A portion of individuals with hemophilia A develop neutralizing antibodies called inhibitors to glycoprotein factor VIII (FVIII). There are multiple risk factors that contribute to the risk of inhibitor formation. However, knowledge of the role of FVIII asparagine (N)‐linked glycosylation in FVIII immunity is limited.
Objective
To evaluate the effect of site‐specific N‐linked glycan removal on FVIII biochemical properties, endocytosis by murine bone marrow‐derived dendritic cells (BMDCs), and antibody responses.
Methods
Four recombinant B domain‐deleted (BDD) FVIII variants with single‐site amino acid substitutions to remove N‐linked glycans were produced for experimental assays.
Results
BDD FVIII‐N41G, FVIII‐N239A, FVIII‐N1810A, and FVIII‐N2118A with confirmed removal of N‐linked glycans and similar glycosylation profiles to BDD FVIII were produced. There were no differences in thrombin activation or von Willebrand factor binding of FVIII variants compared with BDD FVIII; however, reduced FVIII expression, activity, and specific activity was observed with all variants.
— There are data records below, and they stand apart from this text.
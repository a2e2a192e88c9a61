//! Application settings and API credentials.

use std::fmt;

use chrono::{FixedOffset, Offset, Utc};
use tracing::warn;

use crate::scheduler::DailyTime;

/// Secrets the bot cannot start without.
#[derive(Clone)]
pub struct Credentials {
    /// Telegram bot token (obtain from @BotFather).
    pub bot_token: String,

    /// NASA open API key (obtain from <https://api.nasa.gov>).
    pub nasa_api_key: String,
}

impl Credentials {
    /// Creates credentials from explicit values.
    #[must_use]
    pub fn new(bot_token: impl Into<String>, nasa_api_key: impl Into<String>) -> Self {
        Self {
            bot_token: bot_token.into(),
            nasa_api_key: nasa_api_key.into(),
        }
    }

    /// Creates credentials from environment variables.
    ///
    /// Expects `BOT_TOKEN` and `NASA_API_KEY` to be set.
    ///
    /// # Errors
    ///
    /// Returns an error if either variable is missing or blank.
    pub fn from_env() -> Result<Self, ConfigError> {
        Self::from_lookup(|key| std::env::var(key).ok())
    }

    /// Creates credentials from an arbitrary key lookup.
    ///
    /// # Errors
    ///
    /// Returns an error if either key is missing or blank.
    pub fn from_lookup<F>(lookup: F) -> Result<Self, ConfigError>
    where
        F: Fn(&str) -> Option<String>,
    {
        let bot_token = required(&lookup, "BOT_TOKEN")?;
        let nasa_api_key = required(&lookup, "NASA_API_KEY")?;

        Ok(Self {
            bot_token,
            nasa_api_key,
        })
    }
}

impl fmt::Debug for Credentials {
    fn fmt(&self, f: &mut fmt::Formatter<'_>) -> fmt::Result {
        f.debug_struct("Credentials")
            .field("bot_token", &mask_secret(&self.bot_token))
            .field("nasa_api_key", &mask_secret(&self.nasa_api_key))
            .finish()
    }
}

fn required<F>(lookup: &F, key: &'static str) -> Result<String, ConfigError>
where
    F: Fn(&str) -> Option<String>,
{
    lookup(key)
        .map(|value| value.trim().to_owned())
        .filter(|value| !value.is_empty())
        .ok_or(ConfigError::MissingEnvVar(key))
}

/// Bot-specific settings. Every field has a default.
#[derive(Debug, Clone, PartialEq, Eq)]
pub struct BotSettings {
    /// Public base URL; when set, the bot runs in webhook mode.
    pub webhook_url: Option<String>,

    /// Port the webhook server listens on.
    pub port: u16,

    /// Target language for APOD explanations. `None` disables translation.
    pub translate_target: Option<String>,

    /// UTC time of the daily APOD broadcast.
    pub broadcast_time: DailyTime,

    /// Offset (hours from UTC) used for local times in the storm report.
    pub display_offset_hours: i32,
}

const DEFAULT_PORT: u16 = 8443;
const DEFAULT_DISPLAY_OFFSET_HOURS: i32 = 8;

impl Default for BotSettings {
    fn default() -> Self {
        Self {
            webhook_url: None,
            port: DEFAULT_PORT,
            translate_target: None,
            broadcast_time: DailyTime::default(),
            display_offset_hours: DEFAULT_DISPLAY_OFFSET_HOURS,
        }
    }
}

impl BotSettings {
    /// Creates bot settings from environment variables with defaults.
    #[must_use]
    pub fn from_env_with_defaults() -> Self {
        Self::from_lookup(|key| std::env::var(key).ok())
    }

    /// Creates bot settings from an arbitrary key lookup.
    ///
    /// Invalid values are logged and replaced by their defaults.
    #[must_use]
    pub fn from_lookup<F>(lookup: F) -> Self
    where
        F: Fn(&str) -> Option<String>,
    {
        let optional = |key: &str| {
            lookup(key)
                .map(|value| value.trim().to_owned())
                .filter(|value| !value.is_empty())
        };

        let webhook_url = optional("WEBHOOK_URL").map(|url| url.trim_end_matches('/').to_owned());

        let port = optional("PORT").map_or(DEFAULT_PORT, |raw| {
            raw.parse().unwrap_or_else(|_| {
                warn!("Invalid PORT '{}', using {}", raw, DEFAULT_PORT);
                DEFAULT_PORT
            })
        });

        let broadcast_time = optional("DAILY_BROADCAST_UTC").map_or_else(DailyTime::default, |raw| {
            raw.parse().unwrap_or_else(|e| {
                warn!("Invalid DAILY_BROADCAST_UTC '{}' ({}), using default", raw, e);
                DailyTime::default()
            })
        });

        let display_offset_hours = optional("DISPLAY_UTC_OFFSET_HOURS").map_or(
            DEFAULT_DISPLAY_OFFSET_HOURS,
            |raw| match raw.parse::<i32>() {
                Ok(hours) if (-12..=14).contains(&hours) => hours,
                _ => {
                    warn!(
                        "Invalid DISPLAY_UTC_OFFSET_HOURS '{}', using {}",
                        raw, DEFAULT_DISPLAY_OFFSET_HOURS
                    );
                    DEFAULT_DISPLAY_OFFSET_HOURS
                }
            },
        );

        Self {
            webhook_url,
            port,
            translate_target: optional("TRANSLATE_TARGET"),
            broadcast_time,
            display_offset_hours,
        }
    }

    /// The display offset as a chrono offset.
    #[must_use]
    pub fn display_offset(&self) -> FixedOffset {
        FixedOffset::east_opt(self.display_offset_hours * 3600)
            .unwrap_or_else(|| Utc.fix())
    }
}

/// Configuration errors.
#[derive(Debug, thiserror::Error)]
pub enum ConfigError {
    #[error("Missing required environment variable: {0}")]
    MissingEnvVar(&'static str),
}

/// Masks a secret for logging (shows last 4 characters).
fn mask_secret(secret: &str) -> String {
    let count = secret.chars().count();
    if count > 8 {
        let tail: String = secret.chars().skip(count - 4).collect();
        format!("***{tail}")
    } else {
        "****".to_owned()
    }
}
BDD FVIII‐N41G and FVIII‐N1810A had reduced uptake by BMDCs, but there were no differences in antibody development in immunized hemophilia A mice compared with BDD FVIII. Half of a repertoire of 12 domain‐specific FVIII MAbs had significantly reduced binding to ≥1 FVIII variant with a 50% decrease in A1 domain MAb 2‐116 binding to FVIII‐N239A.
Conclusions
Modifications of FVIII N‐linked glycans reduced FVIII endocytosis by BMDCs and binding of domain‐specific FVIII MAbs, but did not alter de novo antibody production in hemophilia A mice, suggesting that N‐glycans do not significantly contribute to inhibitor formation.